--- How to complete this task ---
In the records below, find the lines that include the string "RateLimiterConfig" and report how many there are, nothing else.

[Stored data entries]

━━━

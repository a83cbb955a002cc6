// src/algorithms/mod.rs

pub mod fixed_window;

#[cfg(test)]
mod tests;

pub use fixed_window::{FixedWindow, Step};

use crate::rate::Rate;

/// Status returned by rate limiting operations
#[derive(Debug, Clone, PartialEq, Eq)]
pub struct RateLimitStatus {
    /// Key the decision was taken for
    pub key: String,

    /// Whether the request was admitted
    pub admitted: bool,

    /// Quota ceiling of the window
    pub limit: u64,

    /// Quota left in the current window
    pub remaining: u64,

    /// End of the current window, epoch milliseconds
    pub reset: u64,

    /// Set when the backend failed and the fail mode decided instead
    pub degraded: bool,
}

impl RateLimitStatus {
    pub(crate) fn from_rate(rate: &Rate, admitted: bool) -> Self {
        Self {
            key: rate.key.clone(),
            admitted,
            limit: rate.limit,
            remaining: rate.remaining,
            reset: rate.reset,
            degraded: false,
        }
    }

    /// Milliseconds until the window resets, measured from `now`
    pub fn reset_after_millis(&self, now: u64) -> u64 {
        self.reset.saturating_sub(now)
    }
}
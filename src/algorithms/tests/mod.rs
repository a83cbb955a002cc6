// src/algorithms/tests/mod.rs

// Tests for Fixed Window algorithm
mod fixed_window_tests;
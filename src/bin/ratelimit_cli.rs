// src/bin/ratelimit_cli.rs

use prettytable::{row, Table};
use std::sync::Arc;
use std::time::{Duration, Instant};
use structopt::StructOpt;
use tokio::time;
use tracing::{error, info};
use tracing_subscriber::{EnvFilter, FmtSubscriber};

use gateway_ratelimit::config::{InMemoryConfig, RateLimitProperties, RateLimiterConfig};
use gateway_ratelimit::policy::{Discriminator, Policy, PolicyResolver, RouteContext};
use gateway_ratelimit::storage::MemoryStorage;
use gateway_ratelimit::{Clock, RateLimitOutcome, RateLimiter, SystemClock};

#[derive(Debug, StructOpt)]
#[structopt(
    name = "ratelimit_cli",
    about = "Simulates requests against gateway rate limit policies"
)]
struct Opt {
    /// Policy file; without it a single policy is built from --limit and --refresh-ms
    #[structopt(long)]
    config: Option<String>,

    /// Requests per window for the inline policy
    #[structopt(short, long, default_value = "10")]
    limit: u64,

    /// Window length in milliseconds for the inline policy
    #[structopt(long, default_value = "60000")]
    refresh_ms: u64,

    /// Split the inline policy per user
    #[structopt(long)]
    per_user: bool,

    /// Route id of the simulated requests
    #[structopt(short, long, default_value = "demo")]
    route: String,

    /// Request path
    #[structopt(short, long, default_value = "/demo")]
    path: String,

    /// HTTP method
    #[structopt(short, long, default_value = "GET")]
    method: String,

    /// Authenticated user, if any
    #[structopt(short, long)]
    user: Option<String>,

    /// Number of requests to simulate
    #[structopt(short = "n", long, default_value = "20")]
    num_requests: usize,

    /// Simulation mode
    #[structopt(long, possible_values = &["burst", "steady"], default_value = "burst")]
    simulation: String,

    /// Time between requests in milliseconds (steady mode)
    #[structopt(short = "t", long, default_value = "100")]
    request_interval_ms: u64,

    /// Upstream response time to charge after each admitted request
    #[structopt(long)]
    response_ms: Option<u64>,

    /// Verbosity level
    #[structopt(short, long, parse(from_occurrences))]
    verbose: usize,
}

#[tokio::main]
async fn main() -> Result<(), Box<dyn std::error::Error>> {
    let opt = Opt::from_args();

    let log_level = match opt.verbose {
        0 => "info",
        1 => "debug",
        _ => "trace",
    };
    let subscriber = FmtSubscriber::builder()
        .with_env_filter(EnvFilter::new(format!(
            "ratelimit_cli={},gateway_ratelimit={}",
            log_level, log_level
        )))
        .finish();
    tracing::subscriber::set_global_default(subscriber)?;

    let (resolver, config) = match build_resolver(&opt) {
        Ok(built) => built,
        Err(e) => {
            error!("Invalid policy setup: {}", e);
            return Err(e.into());
        }
    };

    let storage = Arc::new(MemoryStorage::new(InMemoryConfig::default()));
    let limiter = RateLimiter::new(storage, resolver, config);

    let mut ctx = RouteContext::new(opt.route.clone(), opt.path.clone()).with_method(opt.method.clone());
    if let Some(user) = &opt.user {
        ctx = ctx.with_user(user.clone());
    }

    info!(
        route = opt.route.as_str(),
        requests = opt.num_requests,
        simulation = opt.simulation.as_str(),
        "Starting simulation"
    );

    let interval = match opt.simulation.as_str() {
        "steady" => Some(Duration::from_millis(opt.request_interval_ms)),
        _ => None,
    };
    let summary = simulate(&opt, &limiter, &ctx, interval).await;
    summary.print();

    Ok(())
}

fn build_resolver(opt: &Opt) -> gateway_ratelimit::Result<(PolicyResolver, RateLimiterConfig)> {
    if let Some(path) = &opt.config {
        let props = RateLimitProperties::from_file(path)?;
        let resolver = PolicyResolver::from_properties(&props)?;
        return Ok((resolver, props.limiter));
    }

    let discriminators = if opt.per_user {
        vec![Discriminator::User]
    } else {
        Vec::new()
    };
    let policy = Policy::requests(opt.limit, Duration::from_millis(opt.refresh_ms), discriminators)?;
    let props = RateLimitProperties::default();
    let resolver = PolicyResolver::new(props.key_prefix).with_route_policy(opt.route.clone(), policy)?;
    Ok((resolver, props.limiter))
}

#[derive(Debug, Default)]
struct Summary {
    admitted: usize,
    rejected: usize,
    unlimited: usize,
    degraded: usize,
    elapsed: Duration,
    last: Option<RateLimitOutcome>,
}

impl Summary {
    fn print(&self) {
        let mut table = Table::new();
        table.add_row(row!["Metric", "Value"]);
        table.add_row(row!["Admitted", self.admitted]);
        table.add_row(row!["Rejected", self.rejected]);
        table.add_row(row!["Not limited", self.unlimited]);
        table.add_row(row!["Degraded", self.degraded]);
        table.add_row(row!["Elapsed (ms)", self.elapsed.as_millis()]);
        if let Some(last) = &self.last {
            let now = SystemClock.now_millis();
            table.add_row(row!["Last limit", last.limit]);
            table.add_row(row!["Last remaining", last.remaining]);
            table.add_row(row!["Resets in (ms)", last.reset.saturating_sub(now)]);
        }
        table.printstd();
    }
}

async fn simulate(
    opt: &Opt,
    limiter: &RateLimiter<MemoryStorage>,
    ctx: &RouteContext,
    interval: Option<Duration>,
) -> Summary {
    let mut summary = Summary::default();
    let start = Instant::now();

    for i in 0..opt.num_requests {
        let request_start = Instant::now();

        match limiter.evaluate(ctx).await {
            None => {
                summary.unlimited += 1;
                println!("Request {:>4}: not rate limited", i + 1);
            }
            Some(outcome) => {
                if outcome.admitted {
                    summary.admitted += 1;
                    if let Some(ms) = opt.response_ms {
                        limiter.record_response(ctx, Duration::from_millis(ms)).await;
                    }
                } else {
                    summary.rejected += 1;
                }
                if outcome.degraded {
                    summary.degraded += 1;
                }
                println!(
                    "Request {:>4}: {} (limit {}, remaining {})",
                    i + 1,
                    if outcome.admitted { "ADMITTED" } else { "REJECTED" },
                    outcome.limit,
                    outcome.remaining
                );
                summary.last = Some(outcome);
            }
        }

        if let Some(interval) = interval {
            let elapsed = request_start.elapsed();
            if elapsed < interval {
                time::sleep(interval - elapsed).await;
            }
        }
    }

    summary.elapsed = start.elapsed();
    summary
}
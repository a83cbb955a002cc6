use async_trait::async_trait;
use std::future::Future;
use std::sync::Arc;
use tracing::debug;

use super::circuit_breaker::{CircuitBreaker, CircuitBreakerConfig, CircuitState};
use crate::error::{RateLimiterError, Result};
use crate::rate::{Rate, Transition};
use crate::storage::{Mutation, StorageBackend};

/// Puts a circuit breaker in front of any backend.
///
/// Only failures that say the backend is unreachable count towards opening
/// the circuit; a corrupted record or a lost race says nothing about the
/// backend's health. While the circuit is open every call fails with
/// [`RateLimiterError::BackendUnavailable`] without touching the backend, so
/// the engine degrades immediately instead of waiting out its timeout.
///
/// Calls are cut off after `call_timeout`, and a call cut off that way counts
/// as a failure, so a backend that stops answering opens the circuit too.
#[derive(Debug, Clone)]
pub struct GuardedStorage<S: StorageBackend> {
    inner: S,
    breaker: Arc<CircuitBreaker>,
}

impl<S: StorageBackend> GuardedStorage<S> {
    pub fn wrap(inner: S, config: CircuitBreakerConfig) -> Self {
        Self {
            inner,
            breaker: Arc::new(CircuitBreaker::new(config)),
        }
    }

    pub fn inner(&self) -> &S {
        &self.inner
    }

    pub async fn circuit_state(&self) -> CircuitState {
        self.breaker.state().await
    }

    async fn guarded<T, F>(&self, operation: &str, key: &str, call: F) -> Result<T>
    where
        F: Future<Output = Result<T>> + Send,
    {
        if !self.breaker.allow_request().await {
            debug!(backend = self.inner.name(), operation, "Circuit open, failing fast");
            return Err(RateLimiterError::BackendUnavailable(format!(
                "circuit open for {} backend",
                self.inner.name()
            )));
        }

        let timeout = self.breaker.config().call_timeout;
        let result = match tokio::time::timeout(timeout, call).await {
            Ok(result) => result,
            Err(_) => Err(RateLimiterError::timed_out(operation, key, timeout)),
        };
        match &result {
            Err(e) if e.is_unavailable() => self.breaker.record_failure().await,
            _ => self.breaker.record_success().await,
        }
        result
    }
}

#[async_trait]
impl<S> StorageBackend for GuardedStorage<S>
where
    S: StorageBackend,
    S::Config: 'static,
{
    type Config = (S::Config, CircuitBreakerConfig);

    async fn new(config: Self::Config) -> Result<Self> {
        let (backend_config, breaker_config) = config;
        let inner = S::new(backend_config).await?;
        Ok(Self::wrap(inner, breaker_config))
    }

    async fn load(&self, key: &str) -> Result<Option<Rate>> {
        self.guarded("load", key, self.inner.load(key)).await
    }

    async fn save(&self, rate: &Rate) -> Result<()> {
        self.guarded("save", &rate.key, self.inner.save(rate)).await
    }

    async fn update(&self, key: &str, mutate: Mutation<'_>) -> Result<Transition> {
        self.guarded("update", key, self.inner.update(key, mutate)).await
    }

    fn name(&self) -> &'static str {
        self.inner.name()
    }
}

━━━

--- Answer for this exercise ---
2